Our pilot study was purely correlational, however, and could only demonstrate the feasibility of studying and characterizing anesthetic effects on circulating vesicles and associated cell-free microRNAs. Further confirmatory studies need to both include larger patient cohorts and use a true randomized approach carefully balanced for tumor stage and localization. Since, as shown in Supplemental Digital Content 4 (http://links.lww.com/ALN/C62), epidural anesthesia does probably not impact tumor-related biofunctions mediated by circulating microRNAs, additional regional anesthesia could be used in consecutive studies. Epidural anesthesia, however, reduces peri- and postoperative opioid requirements which may have independent effects on tumor biology.41
There is no clear evidence that circulating vesicles are actually derived from colorectal cancer cells. This issue could potentially be resolved by comparing RNA signatures and protein markers from tumor tissues to those isolated from extracellular vesicles. When considering this approach, one should keep in mind, however, that circulating vesicles are a mixture of vesicles secreted by various tissues, as well as blood cells, to which tumor vesicles may only contribute to a minor extent. It is therefore very likely that the microRNA response assessed in our—and other—studies does not reflect altered vesicle secretion by tumor cells, but rather a global host response of the individual which could in turn have effects on tumor outcome. Even though we analyzed the potential impact of altered microRNA profiles on carcinoma cells in our in silico analysis, they might also differentially impact host immune cells or premetastatic sites in distant tissues, and this possibility should be addressed in further studies. This issue should also be kept in mind when studying the impact of anesthesia on circulating vesicles in cancers other than colorectal cancer or in control groups of patients undergoing noncancer surgery to delineate general effects of anesthesia on circulating vesicles, which are unrelated to the presence of cancer.
Functional studies performed to test the hypothesis that anesthetic agents have differential effects on circulating extracellular vesicles that, in turn, influence signaling pathways involved in tumor progression and metastasis could initially use the aforementioned approach outlined by Xu et al.34 As described in this work for total serum, colon cancer cell lines could be exposed in vitro to circulating vesicles isolated from patients undergoing cancer resection using different anesthetic techniques. Assays to quantify cancer cell proliferation and metastatic properties are readily available and well validated.
In summary, our proof-of-concept study describes a validated work package for perioperative isolation of extracellular vesicles and high-throughput sequencing of associated noncoding RNA and provides preliminary evidence that different anesthetic techniques have specific effects on the expression levels of these RNAs.

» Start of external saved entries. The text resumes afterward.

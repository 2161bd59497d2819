//! Query request construction, validation and wire serialization
//!
//! A [`QueryRequest`] describes either a brand-new query or the continuation
//! of a cached one. Parameters are validated on the client before any
//! network call so a malformed request never reaches the backend.

use crate::error::{Error, Result};
use crate::types::Continuation;
use chrono::{DateTime, NaiveDate, NaiveTime, Utc};
use regex::Regex;
use serde::{Deserialize, Serialize};
use std::sync::OnceLock;

/// Largest page size the backend accepts
pub const MAX_ROW_COUNT: u32 = 2000;

/// Longest query timeframe in days
pub const MAX_QUERY_DAYS: i64 = 7;

/// Extra day accepted on top of [`MAX_QUERY_DAYS`]
const QUERY_DAYS_GRACE: i64 = 1;

const MSG_INCONSISTENT_PAGINATION: &str =
    "Inconsistent pagination data, please contact Support.";

/// Parameters of one page request
#[derive(Clone, Debug, PartialEq, Eq, Serialize, Deserialize)]
pub struct QueryRequest {
    start_date: NaiveDate,
    end_date: Option<NaiveDate>,
    row_count: u32,
    name: Option<String>,
    language: Option<String>,
    continuation: Option<Continuation>,
}

impl QueryRequest {
    /// Request `row_count` rows per page for a single day
    pub fn new(start_date: NaiveDate, row_count: u32) -> Self {
        Self {
            start_date,
            end_date: None,
            row_count,
            name: None,
            language: None,
            continuation: None,
        }
    }

    /// Set the last day of the timeframe (defaults to the start day)
    #[must_use]
    pub fn with_end_date(mut self, end_date: NaiveDate) -> Self {
        self.end_date = Some(end_date);
        self
    }

    /// Filter by repository name prefix; blank values clear the filter
    #[must_use]
    pub fn with_name(mut self, name: impl Into<String>) -> Self {
        self.name = non_blank(name.into());
        self
    }

    /// Filter by repository language prefix; blank values clear the filter
    #[must_use]
    pub fn with_language(mut self, language: impl Into<String>) -> Self {
        self.language = non_blank(language.into());
        self
    }

    /// Turn this request into a continuation of the given backend job
    #[must_use]
    pub fn with_continuation(mut self, continuation: Continuation) -> Self {
        self.continuation = Some(continuation);
        self
    }

    /// Set the continuation pair from loose values
    ///
    /// Both values or neither must be given. A one-sided pair is a
    /// programming error and yields [`Error::Internal`].
    pub fn with_pagination(
        mut self,
        job_id: Option<String>,
        page_token: Option<String>,
    ) -> Result<Self> {
        let job_id = job_id.filter(|s| !s.is_empty());
        let page_token = page_token.filter(|s| !s.is_empty());

        self.continuation = match (job_id, page_token) {
            (Some(job_id), Some(page_token)) => Some(Continuation { job_id, page_token }),
            (None, None) => None,
            _ => return Err(Error::Internal(MSG_INCONSISTENT_PAGINATION.to_string())),
        };
        Ok(self)
    }

    /// Drop the continuation pair, turning this back into a new-query request
    #[must_use]
    pub fn without_continuation(mut self) -> Self {
        self.continuation = None;
        self
    }

    /// First day of the timeframe
    pub fn start_date(&self) -> NaiveDate {
        self.start_date
    }

    /// Last day of the timeframe
    pub fn end_date(&self) -> NaiveDate {
        self.end_date.unwrap_or(self.start_date)
    }

    /// Rows per page
    pub fn row_count(&self) -> u32 {
        self.row_count
    }

    /// Repository name prefix
    pub fn name(&self) -> Option<&str> {
        self.name.as_deref()
    }

    /// Repository language prefix
    pub fn language(&self) -> Option<&str> {
        self.language.as_deref()
    }

    /// Continuation pair, if this request resumes a query
    pub fn continuation(&self) -> Option<&Continuation> {
        self.continuation.as_ref()
    }

    /// Whether this request resumes a query
    pub fn is_continuation(&self) -> bool {
        self.continuation.is_some()
    }

    /// Check every parameter, naming the first offending field
    pub fn validate(&self) -> Result<()> {
        if self.row_count == 0 || self.row_count > MAX_ROW_COUNT {
            return Err(invalid(
                "rowCount",
                format!("must be between 1 and {}", MAX_ROW_COUNT),
            ));
        }

        let end_date = self.end_date();
        if end_date < self.start_date {
            return Err(invalid("endDate", "must not precede startDate"));
        }
        if (end_date - self.start_date).num_days() > MAX_QUERY_DAYS + QUERY_DAYS_GRACE {
            return Err(invalid(
                "endDate",
                format!("query timeframe cannot exceed {} days", MAX_QUERY_DAYS),
            ));
        }

        if let Some(name) = &self.name
            && !name_pattern().is_match(name)
        {
            return Err(invalid(
                "name",
                "must be 1 to 32 letters, digits, '_', '.' or '-'",
            ));
        }

        if let Some(language) = &self.language
            && !language_pattern().is_match(language)
        {
            return Err(invalid(
                "language",
                "must be 1 to 64 letters, digits, '_', '.' or '+'",
            ));
        }

        Ok(())
    }

    /// Validate and convert to the JSON body sent to the backend
    pub fn to_wire(&self) -> Result<WireRequest> {
        self.validate()?;

        Ok(WireRequest {
            start_date: self.start_date.and_time(NaiveTime::MIN).and_utc(),
            end_date: end_of_day(self.end_date()),
            row_count: self.row_count,
            name: self.name.clone(),
            language: self.language.clone(),
            job_id: self.continuation.as_ref().map(|c| c.job_id.clone()),
            page_token: self.continuation.as_ref().map(|c| c.page_token.clone()),
        })
    }
}

/// JSON body of a fetch request
#[derive(Clone, Debug, PartialEq, Eq, Serialize, Deserialize)]
#[serde(rename_all = "camelCase")]
pub struct WireRequest {
    /// Start of the first day, UTC
    pub start_date: DateTime<Utc>,
    /// End of the last day, UTC
    pub end_date: DateTime<Utc>,
    /// Rows per page
    pub row_count: u32,
    /// Repository name prefix
    #[serde(default, skip_serializing_if = "Option::is_none")]
    pub name: Option<String>,
    /// Repository language prefix
    #[serde(default, skip_serializing_if = "Option::is_none")]
    pub language: Option<String>,
    /// Opaque job handle
    #[serde(default, skip_serializing_if = "Option::is_none")]
    pub job_id: Option<String>,
    /// Opaque page token
    #[serde(default, skip_serializing_if = "Option::is_none")]
    pub page_token: Option<String>,
}

fn end_of_day(date: NaiveDate) -> DateTime<Utc> {
    let last_milli = NaiveTime::from_hms_milli_opt(23, 59, 59, 999).unwrap_or(NaiveTime::MIN);
    date.and_time(last_milli).and_utc()
}

fn non_blank(value: String) -> Option<String> {
    let trimmed = value.trim();
    if trimmed.is_empty() {
        None
    } else {
        Some(trimmed.to_string())
    }
}

fn invalid(field: &'static str, message: impl Into<String>) -> Error {
    Error::InvalidRequest {
        field,
        message: message.into(),
    }
}

#[allow(clippy::expect_used)]
fn name_pattern() -> &'static Regex {
    static PATTERN: OnceLock<Regex> = OnceLock::new();
    PATTERN.get_or_init(|| {
        Regex::new(r"^[A-Za-z0-9_.-]{1,32}$").expect("name pattern is valid")
    })
}

#[allow(clippy::expect_used)]
fn language_pattern() -> &'static Regex {
    static PATTERN: OnceLock<Regex> = OnceLock::new();
    PATTERN.get_or_init(|| {
        Regex::new(r"^[A-Za-z0-9_.+]{1,64}$").expect("language pattern is valid")
    })
}

// unwrap/expect are acceptable in tests for concise failure-on-error assertions
#[allow(clippy::unwrap_used, clippy::expect_used)]
#[cfg(test)]
mod tests {
    use super::*;
    use serde_json::json;

    fn day(s: &str) -> NaiveDate {
        NaiveDate::parse_from_str(s, "%Y-%m-%d").unwrap()
    }

    fn field_of(result: Result<()>) -> &'static str {
        match result {
            Err(Error::InvalidRequest { field, .. }) => field,
            other => panic!("expected invalid request, got {:?}", other),
        }
    }

    #[test]
    fn end_date_defaults_to_start_date() {
        let req = QueryRequest::new(day("2012-03-25"), 100);
        assert_eq!(req.end_date(), day("2012-03-25"));
        assert!(req.validate().is_ok());
    }

    #[test]
    fn rejects_invalid_row_counts() {
        for count in [0, 2001, 1_000_000] {
            let req = QueryRequest::new(day("2012-03-25"), count);
            assert_eq!(field_of(req.validate()), "rowCount", "count {}", count);
        }
        assert!(QueryRequest::new(day("2012-03-25"), 2000).validate().is_ok());
    }

    #[test]
    fn rejects_end_date_before_start_date() {
        let req = QueryRequest::new(day("2012-03-25"), 10).with_end_date(day("2012-03-24"));
        assert_eq!(field_of(req.validate()), "endDate");
    }

    #[test]
    fn timeframe_allows_one_day_grace() {
        let start = day("2012-03-01");
        let ok = QueryRequest::new(start, 10).with_end_date(day("2012-03-09"));
        assert!(ok.validate().is_ok());

        let too_long = QueryRequest::new(start, 10).with_end_date(day("2012-03-10"));
        assert_eq!(field_of(too_long.validate()), "endDate");
    }

    #[test]
    fn validates_name_and_language_patterns() {
        let base = QueryRequest::new(day("2012-03-25"), 10);
        assert!(base.clone().with_name("ruby-on.rails_1").validate().is_ok());
        assert!(base.clone().with_language("C++").validate().is_ok());

        let bad_name = base.clone().with_name("has space");
        assert_eq!(field_of(bad_name.validate()), "name");

        let long_name = base.clone().with_name("a".repeat(33));
        assert_eq!(field_of(long_name.validate()), "name");

        let bad_language = base.clone().with_language("C#");
        assert_eq!(field_of(bad_language.validate()), "language");
    }

    #[test]
    fn non_ascii_letters_are_rejected() {
        let base = QueryRequest::new(day("2012-03-25"), 10);

        let name = base.clone().with_name("名前");
        assert_eq!(field_of(name.validate()), "name");

        let language = base.clone().with_language("Élixir");
        assert_eq!(field_of(language.validate()), "language");
    }

    #[test]
    fn blank_filters_are_absent() {
        let req = QueryRequest::new(day("2012-03-25"), 10)
            .with_name("   ")
            .with_language("");
        assert_eq!(req.name(), None);
        assert_eq!(req.language(), None);
    }

    #[test]
    fn one_sided_pagination_pair_is_internal_error() {
        let base = QueryRequest::new(day("2012-03-25"), 10);
        let result = base
            .clone()
            .with_pagination(Some("job1".into()), None);
        assert!(matches!(result, Err(Error::Internal(msg)) if msg.contains("Inconsistent")));

        let ok = base
            .with_pagination(Some("job1".into()), Some("tok1".into()))
            .unwrap();
        assert!(ok.is_continuation());
    }

    #[test]
    fn wire_body_omits_absent_optionals() {
        let req = QueryRequest::new(day("2012-03-25"), 100);
        let body = serde_json::to_value(req.to_wire().unwrap()).unwrap();
        assert_eq!(
            body,
            json!({
                "startDate": "2012-03-25T00:00:00Z",
                "endDate": "2012-03-25T23:59:59.999Z",
                "rowCount": 100
            })
        );
    }

    #[test]
    fn wire_body_carries_continuation_pair() {
        let req = QueryRequest::new(day("2012-03-25"), 100)
            .with_name("linux")
            .with_continuation(Continuation {
                job_id: "job1".into(),
                page_token: "tok1".into(),
            });
        let body = serde_json::to_value(req.to_wire().unwrap()).unwrap();
        assert_eq!(body["name"], "linux");
        assert_eq!(body["jobId"], "job1");
        assert_eq!(body["pageToken"], "tok1");
        assert!(body.get("language").is_none());
    }

    #[test]
    fn to_wire_validates_first() {
        let req = QueryRequest::new(day("2012-03-25"), 0);
        assert!(matches!(
            req.to_wire(),
            Err(Error::InvalidRequest { field: "rowCount", .. })
        ));
    }
}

Our in silico finding that propofol-based anesthesia may have inhibitory effects on vesicle-mediated signaling pathways involved in tumor cell apoptosis and metastatic properties could form the basis for larger and mechanistically orientated studies.
The study was supported by the Curt Bohnewand-Fonds of the Medical Faculty of the Ludwig-Maximilians-University of Munich, Munich, Germany (to Dr. Reithmair).
The authors declare no competing interests.